Segment Start: Data
//! Error types for matmul-validator operations.
//!
//! Every failure in the pipeline is unrecoverable within a single run: there is
//! no retry logic anywhere. Callers either complete the one attempt or abort.

use std::io;
use thiserror::Error;

use crate::accel::SessionState;
use crate::Element;

/// Result type alias using [`Error`].
pub type Result<T> = std::result::Result<T, Error>;

/// Errors that can occur while validating an accelerator kernel.
#[derive(Error, Debug)]
pub enum Error {
    /// Missing or malformed command-line arguments.
    #[error("Usage: {program} <accelerator_binary_path>")]
    Usage {
        /// Program name as invoked.
        program: String,
    },

    /// Host or device memory could not be allocated.
    #[error("allocation failed for {what}: {message}")]
    Allocation {
        /// Which buffer was being allocated.
        what: String,
        /// Diagnostic from the allocator or runtime.
        message: String,
    },

    /// No compatible device, program load failure, or kernel resolution failure.
    #[error("accelerator initialization failed: {0}")]
    Initialization(String),

    /// Kernel argument binding or enqueue was rejected.
    #[error("kernel dispatch failed: {0}")]
    Dispatch(String),

    /// A session operation was invoked out of order.
    #[error("{operation} requires session state {expected}, but session is {actual:?}")]
    Sequence {
        /// The operation that was attempted.
        operation: &'static str,
        /// Human-readable description of the accepted state(s).
        expected: &'static str,
        /// The state the session was actually in.
        actual: SessionState,
    },

    /// Verification found a discrepancy between reference and accelerator output.
    #[error("Mismatch at ({row}, {col}): {actual} (should be {expected}).")]
    Mismatch {
        /// Row of the first offending element.
        row: usize,
        /// Column of the first offending element.
        col: usize,
        /// Reference value.
        expected: Element,
        /// Accelerator value.
        actual: Element,
    },

    /// A host slice and a device buffer disagree in element count.
    #[error("buffer size mismatch for {what}: expected {expected} elements, got {actual}")]
    BufferSize {
        /// Which buffer was checked.
        what: &'static str,
        /// Element count derived from the matrix dimensions or allocation.
        expected: usize,
        /// Element count actually supplied.
        actual: usize,
    },

    /// A blocking transfer between host and device failed.
    #[error("transfer failed: {0}")]
    Transfer(String),

    /// Configuration file could not be parsed.
    #[error("configuration error at line {line}: {message}")]
    ConfigParse {
        /// Line number where the error occurred (1-indexed).
        line: usize,
        /// Error message describing the issue.
        message: String,
    },

    /// Configuration file not found.
    #[error("configuration file not found: {0}")]
    ConfigNotFound(String),

    /// Invalid configuration value.
    #[error("invalid configuration value for '{key}': {message}")]
    ConfigInvalid {
        /// The configuration key with invalid value.
        key: String,
        /// Error message describing why the value is invalid.
        message: String,
    },

    /// I/O error (reading the program binary, etc.).
    #[error("I/O error: {0}")]
    Io(#[from] io::Error),
}

impl Error {
    /// Process exit code for this error.
    ///
    /// Usage errors exit with `-1`, verification mismatches with `1`, and every
    /// infrastructure failure with `2`.
    #[must_use]
    pub fn exit_code(&self) -> i32 {
        match self {
            Self::Usage { .. } => -1,
            Self::Mismatch { .. } => 1,
            _ => 2,
        }
    }
}

#[cfg(test)]
mod tests {
    use super::*;

    #[test]
    fn test_usage_error_names_program() {
        let err = Error::Usage {
            program: "matmul-validator".to_string(),
        };
        assert_eq!(err.to_string(), "Usage: matmul-validator <accelerator_binary_path>");
        assert_eq!(err.exit_code(), -1);
    }

    #[test]
    fn test_mismatch_display_matches_report_format() {
        let err = Error::Mismatch {
            row: 1,
            col: 1,
            expected: 50.0,
            actual: 50.01,
        };
        assert_eq!(err.to_string(), "Mismatch at (1, 1): 50.01 (should be 50).");
        assert_eq!(err.exit_code(), 1);
    }

    #[test]
    fn test_sequence_error_includes_state() {
        let err = Error::Sequence {
            operation: "bind_and_dispatch",
            expected: "DataUploaded",
            actual: SessionState::Opened,
        };
        let display = err.to_string();
        assert!(display.contains("bind_and_dispatch"), "{display}");
        assert!(display.contains("Opened"), "{display}");
        assert_eq!(err.exit_code(), 2);
    }

    #[test]
    fn test_buffer_size_includes_counts() {
        let err = Error::BufferSize {
            what: "A",
            expected: 16,
            actual: 12,
        };
        let display = err.to_string();
        assert!(display.contains("16"));
        assert!(display.contains("12"));
    }

    #[test]
    fn test_io_error_conversion() {
        let io_err = io::Error::new(io::ErrorKind::NotFound, "kernel.aocx");
        let err: Error = io_err.into();
        assert!(matches!(err, Error::Io(_)));
        assert!(err.to_string().contains("kernel.aocx"));
    }

    #[test]
    fn test_error_is_send_sync() {
        fn assert_send_sync<T: Send + Sync>() {}
        assert_send_sync::<Error>();
    }
}
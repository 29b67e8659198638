//! matmul-validator - runs an accelerator matrix-multiplication kernel and
//! checks its output against a host reference.
//!
//! Exit codes: 0 success, 1 mismatch, 2 runtime failure, -1 usage.

use clap::error::ErrorKind;
use clap::Parser;
use matmul_validator::accel::EmulatedRuntime;
use matmul_validator::config::{Backend, Config};
use matmul_validator::pipeline::{run, Report};
use matmul_validator::verify::Verdict;
use matmul_validator::{debug, Error, Result};
use std::path::{Path, PathBuf};
use std::process;

#[derive(Parser, Debug)]
#[command(name = "matmul-validator")]
#[command(author = "PAIML Team")]
#[command(version)]
#[command(
    about = "Validate an accelerator matmul kernel against a host reference",
    long_about = None
)]
struct Cli {
    /// Precompiled accelerator program (e.g. matmul.aocx)
    binary: PathBuf,

    /// Config file path (default: <config dir>/matmul-validator/config.yaml)
    #[arg(short, long)]
    config: Option<PathBuf>,

    /// Seed for the input matrices
    #[arg(short, long)]
    seed: Option<u64>,

    /// Runtime backend
    #[arg(short, long, value_enum)]
    backend: Option<Backend>,

    /// Only use platforms whose name contains this string
    #[arg(short, long)]
    platform: Option<String>,

    /// Enable debug logging to stderr
    #[arg(long)]
    debug: bool,
}

fn program_name() -> String {
    std::env::args()
        .next()
        .and_then(|arg| {
            Path::new(&arg)
                .file_name()
                .map(|n| n.to_string_lossy().into_owned())
        })
        .unwrap_or_else(|| "matmul-validator".to_string())
}

fn load_config(cli: &Cli) -> Result<Config> {
    let mut config = match &cli.config {
        Some(path) => Config::load(path)?,
        None => Config::default_path()
            .map(Config::load_or_default)
            .unwrap_or_default(),
    };

    config.apply_env()?;

    if let Some(seed) = cli.seed {
        config.seed = seed;
    }
    if let Some(backend) = cli.backend {
        config.device.backend = backend;
    }
    if let Some(platform) = &cli.platform {
        config.device.platform = Some(platform.clone());
    }
    config.validate()?;
    Ok(config)
}

fn run_backend(binary: &Path, config: &Config) -> Result<Report> {
    matmul_validator::info!(
        "main",
        "backend={} kernel={} dims={:?} seed={}",
        config.device.backend,
        config.kernel.name,
        config.matrix,
        config.seed
    );

    match config.device.backend {
        Backend::Emulator => {
            let runtime = EmulatedRuntime::matmul(&config.kernel.name, config.matrix);
            run(runtime, binary, config)
        }
        #[cfg(feature = "opencl")]
        Backend::Opencl => {
            let platform = config.device.platform.clone();
            let runtime = matmul_validator::accel::OpenClRuntime::new(platform);
            run(runtime, binary, config)
        }
        #[cfg(not(feature = "opencl"))]
        Backend::Opencl => Err(Error::Initialization(
            "built without the `opencl` feature; \
             rebuild with --features opencl or pass --backend emulator"
                .to_string(),
        )),
    }
}

fn main() {
    let cli = match Cli::try_parse() {
        Ok(cli) => cli,
        Err(e) if matches!(e.kind(), ErrorKind::DisplayHelp | ErrorKind::DisplayVersion) => {
            e.exit()
        }
        Err(e) => {
            if e.kind() != ErrorKind::MissingRequiredArgument {
                eprint!("{e}");
            }
            let usage = Error::Usage {
                program: program_name(),
            };
            eprintln!("{usage}");
            process::exit(usage.exit_code());
        }
    };

    if cli.debug {
        debug::enable();
    } else {
        debug::init_from_env();
    }

    let outcome = load_config(&cli).and_then(|config| run_backend(&cli.binary, &config));
    match outcome {
        Ok(report) => match report.verdict {
            Verdict::Match => {
                println!("Test ran successfully.");
            }
            mismatch @ Verdict::Mismatch { .. } => {
                if let Err(e) = mismatch.into_result() {
                    println!("{e}");
                    process::exit(e.exit_code());
                }
            }
        },
        Err(e) => {
            eprintln!("Error: {e}");
            process::exit(e.exit_code());
        }
    }
}
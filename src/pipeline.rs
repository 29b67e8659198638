//! End-to-end validation run.
//!
//! ```text
//! allocate host → fill A,B → open session → allocate device → upload A,B
//!   → bind (A, B, C) + dispatch → await → download C → close
//!   → reference C → verify
//! ```
//!
//! Every exit path releases accelerator resources: early returns drop the
//! session, which closes it.

use crate::accel::{AcceleratorSession, BufferSpec, KernelArg, Runtime};
use crate::config::Config;
use crate::error::{Error, Result};
use crate::host::HostBuffers;
use crate::reference::reference_product;
use crate::verify::{verify, Verdict, TOLERANCE};
use crate::Element;
use rand::rngs::StdRng;
use rand::SeedableRng;
use std::path::Path;

/// Result of a completed run.
#[derive(Debug, Clone)]
pub struct Report {
    /// Comparison outcome.
    pub verdict: Verdict,
    /// Host reference C.
    pub reference: Vec<Element>,
    /// Platform the kernel ran on.
    pub platform: String,
    /// Device the kernel ran on.
    pub device: String,
}

/// Allocates and seeds host inputs from `config`, then runs [`execute`].
///
/// # Errors
///
/// Any allocation, initialization, sequencing or transfer failure. A
/// numerical mismatch is not an error; it is reported in [`Report::verdict`].
pub fn run<R: Runtime>(runtime: R, binary_path: &Path, config: &Config) -> Result<Report> {
    crate::time_scope!("pipeline", "run");
    config.validate()?;

    let mut host = HostBuffers::allocate(config.matrix, config.alignment)?;
    let mut rng = StdRng::seed_from_u64(config.seed);
    host.fill_random(&mut rng);
    crate::debug!(
        "pipeline",
        "host buffers {}x{}x{} seeded with {}",
        config.matrix.n,
        config.matrix.m,
        config.matrix.k,
        config.seed
    );

    execute(runtime, binary_path, &config.kernel.name, &mut host)
}

/// Runs the kernel on already-populated host buffers and verifies the result.
///
/// On return `host.c_accel` holds the downloaded accelerator output.
pub fn execute<R: Runtime>(
    runtime: R,
    binary_path: &Path,
    kernel_name: &str,
    host: &mut HostBuffers,
) -> Result<Report> {
    let dims = host.dims();

    let kernel_names = [kernel_name.to_string()];
    let mut session = AcceleratorSession::open_with(runtime, binary_path, &kernel_names)?;
    let (platform, device) = session
        .environment()
        .map(|env| (env.platform.clone(), env.device.clone()))
        .unwrap_or_default();
    let kernel = session
        .kernel(kernel_name)
        .ok_or_else(|| Error::Initialization(format!("kernel '{kernel_name}' not resolved")))?;

    let ids = session.allocate_device_buffers(&[
        BufferSpec::input(dims.a_len()),
        BufferSpec::input(dims.b_len()),
        BufferSpec::output(dims.c_len()),
    ])?;
    let &[a, b, c] = ids.as_slice() else {
        return Err(Error::Allocation {
            what: "device buffers".to_string(),
            message: format!("expected 3 handles, runtime returned {}", ids.len()),
        });
    };

    session.upload(&host.a, a)?;
    session.upload(&host.b, b)?;
    session.bind_and_dispatch(
        kernel,
        &[KernelArg::input(a), KernelArg::input(b), KernelArg::output(c)],
    )?;
    session.await_completion()?;
    session.download(c, &mut host.c_accel)?;
    session.close();
    crate::info!("pipeline", "accelerator run on '{device}' complete");

    let reference = {
        crate::time_scope!("pipeline", "reference");
        reference_product(&host.a, &host.b, dims)?
    };

    let verdict = verify(&reference, &host.c_accel, dims, TOLERANCE)?;
    match verdict {
        Verdict::Match => {
            crate::info!("pipeline", "all {} elements within tolerance", dims.c_len());
        }
        Verdict::Mismatch { row, col, .. } => {
            crate::warn!("pipeline", "mismatch at ({row}, {col})");
        }
    }

    Ok(Report {
        verdict,
        reference,
        platform,
        device,
    })
}
//! Configuration for a validation run.
//!
//! YAML file with precedence: CLI > ENV > file > defaults.

use crate::dims::MatrixDims;
use crate::error::{Error, Result};
use crate::host::ACCEL_ALIGNMENT;
use serde::{Deserialize, Serialize};
use std::path::{Path, PathBuf};

/// Environment variable overriding [`Config::seed`].
pub const ENV_SEED: &str = "MATMUL_SEED";
/// Environment variable overriding [`DeviceConfig::backend`].
pub const ENV_BACKEND: &str = "MATMUL_BACKEND";
/// Environment variable overriding [`DeviceConfig::platform`].
pub const ENV_PLATFORM: &str = "MATMUL_PLATFORM";
/// Environment variable overriding [`KernelConfig::name`].
pub const ENV_KERNEL: &str = "MATMUL_KERNEL";

/// Which runtime executes the kernel.
#[derive(Debug, Clone, Copy, PartialEq, Eq, Serialize, Deserialize, clap::ValueEnum)]
#[serde(rename_all = "lowercase")]
pub enum Backend {
    /// Vendor OpenCL runtime (requires the `opencl` feature).
    Opencl,
    /// In-process host emulation.
    Emulator,
}

impl Backend {
    /// Name as written in configuration.
    #[must_use]
    pub const fn as_str(self) -> &'static str {
        match self {
            Self::Opencl => "opencl",
            Self::Emulator => "emulator",
        }
    }
}

impl std::str::FromStr for Backend {
    type Err = Error;

    fn from_str(s: &str) -> Result<Self> {
        match s.to_ascii_lowercase().as_str() {
            "opencl" => Ok(Self::Opencl),
            "emulator" => Ok(Self::Emulator),
            other => Err(Error::ConfigInvalid {
                key: "device.backend".to_string(),
                message: format!("unknown backend '{other}' (expected opencl or emulator)"),
            }),
        }
    }
}

impl std::fmt::Display for Backend {
    fn fmt(&self, f: &mut std::fmt::Formatter<'_>) -> std::fmt::Result {
        f.write_str(self.as_str())
    }
}

fn default_backend() -> Backend {
    if cfg!(feature = "opencl") {
        Backend::Opencl
    } else {
        Backend::Emulator
    }
}

/// Kernel selection.
#[derive(Debug, Clone, PartialEq, Eq, Serialize, Deserialize)]
pub struct KernelConfig {
    /// Kernel entry point inside the program binary.
    #[serde(default = "default_kernel_name")]
    pub name: String,
}

fn default_kernel_name() -> String {
    crate::DEFAULT_KERNEL_NAME.to_string()
}

impl Default for KernelConfig {
    fn default() -> Self {
        Self {
            name: default_kernel_name(),
        }
    }
}

/// Device and runtime selection.
#[derive(Debug, Clone, PartialEq, Eq, Serialize, Deserialize)]
pub struct DeviceConfig {
    /// Runtime backend.
    #[serde(default = "default_backend")]
    pub backend: Backend,

    /// Substring a platform name must contain to be selected.
    #[serde(default)]
    pub platform: Option<String>,
}

impl Default for DeviceConfig {
    fn default() -> Self {
        Self {
            backend: default_backend(),
            platform: None,
        }
    }
}

/// Main configuration structure.
#[derive(Debug, Clone, PartialEq, Serialize, Deserialize)]
pub struct Config {
    /// Configuration version.
    #[serde(default = "default_version")]
    pub version: u32,

    /// Kernel settings.
    #[serde(default)]
    pub kernel: KernelConfig,

    /// Matrix shape.
    #[serde(default)]
    pub matrix: MatrixDims,

    /// Seed for input generation.
    #[serde(default = "default_seed")]
    pub seed: u64,

    /// Host buffer alignment in bytes.
    #[serde(default = "default_alignment")]
    pub alignment: usize,

    /// Device settings.
    #[serde(default)]
    pub device: DeviceConfig,
}

fn default_version() -> u32 {
    1
}
fn default_seed() -> u64 {
    // Seed of a default-constructed linear congruential engine.
    1
}
fn default_alignment() -> usize {
    ACCEL_ALIGNMENT
}

impl Default for Config {
    fn default() -> Self {
        Self {
            version: default_version(),
            kernel: KernelConfig::default(),
            matrix: MatrixDims::default(),
            seed: default_seed(),
            alignment: default_alignment(),
            device: DeviceConfig::default(),
        }
    }
}

impl Config {
    /// Creates a new configuration with default values.
    #[must_use]
    pub fn new() -> Self {
        Self::default()
    }

    /// Loads configuration from a YAML file.
    ///
    /// # Errors
    ///
    /// Returns an error if the file cannot be read, parsed, or validated.
    pub fn load(path: impl AsRef<Path>) -> Result<Self> {
        let path = path.as_ref();

        let content = std::fs::read_to_string(path)
            .map_err(|_| Error::ConfigNotFound(path.display().to_string()))?;

        Self::parse(&content)
    }

    /// Parses and validates configuration from a YAML string.
    ///
    /// # Errors
    ///
    /// Returns an error with line number if parsing fails.
    pub fn parse(yaml: &str) -> Result<Self> {
        let config: Self = serde_yaml_ng::from_str(yaml).map_err(|e| {
            let line = e.location().map(|l| l.line()).unwrap_or(0);
            Error::ConfigParse {
                line,
                message: e.to_string(),
            }
        })?;
        config.validate()?;
        Ok(config)
    }

    /// Loads configuration with fallback to defaults.
    #[must_use]
    pub fn load_or_default(path: impl AsRef<Path>) -> Self {
        Self::load(path).unwrap_or_default()
    }

    /// Default configuration file location
    /// (`$XDG_CONFIG_HOME/matmul-validator/config.yaml` on Linux).
    #[must_use]
    pub fn default_path() -> Option<PathBuf> {
        dirs::config_dir().map(|d| d.join("matmul-validator").join("config.yaml"))
    }

    /// Checks invariants serde cannot express.
    pub fn validate(&self) -> Result<()> {
        self.matrix.validate()?;
        if !self.alignment.is_power_of_two() {
            return Err(Error::ConfigInvalid {
                key: "alignment".to_string(),
                message: format!("{} is not a power of two", self.alignment),
            });
        }
        if self.kernel.name.trim().is_empty() {
            return Err(Error::ConfigInvalid {
                key: "kernel.name".to_string(),
                message: "kernel name is empty".to_string(),
            });
        }
        Ok(())
    }

    /// Applies `MATMUL_*` overrides from the process environment.
    pub fn apply_env(&mut self) -> Result<()> {
        self.apply_overrides(|key| std::env::var(key).ok())
    }

    /// Applies `MATMUL_*` overrides read through `lookup`.
    pub fn apply_overrides(&mut self, lookup: impl Fn(&str) -> Option<String>) -> Result<()> {
        if let Some(seed) = lookup(ENV_SEED) {
            self.seed = seed.trim().parse().map_err(|_| Error::ConfigInvalid {
                key: ENV_SEED.to_string(),
                message: format!("'{seed}' is not an unsigned integer"),
            })?;
        }
        if let Some(backend) = lookup(ENV_BACKEND) {
            self.device.backend = backend.parse()?;
        }
        if let Some(platform) = lookup(ENV_PLATFORM) {
            self.device.platform = Some(platform).filter(|p| !p.is_empty());
        }
        if let Some(kernel) = lookup(ENV_KERNEL) {
            self.kernel.name = kernel;
        }
        self.validate()
    }
}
Segment End: Data
## Directions
If a line in the material holds "impl", copy it.

## Your solution
impl Error {
impl Backend {
impl std::str::FromStr for Backend {
impl std::fmt::Display for Backend {
impl Default for KernelConfig {
impl Default for DeviceConfig {
impl Default for Config {
impl Config {
    pub fn load(path: impl AsRef<Path>) -> Result<Self> {
    pub fn load_or_default(path: impl AsRef<Path>) -> Self {
    pub fn apply_overrides(&mut self, lookup: impl Fn(&str) -> Option<String>) -> Result<()> {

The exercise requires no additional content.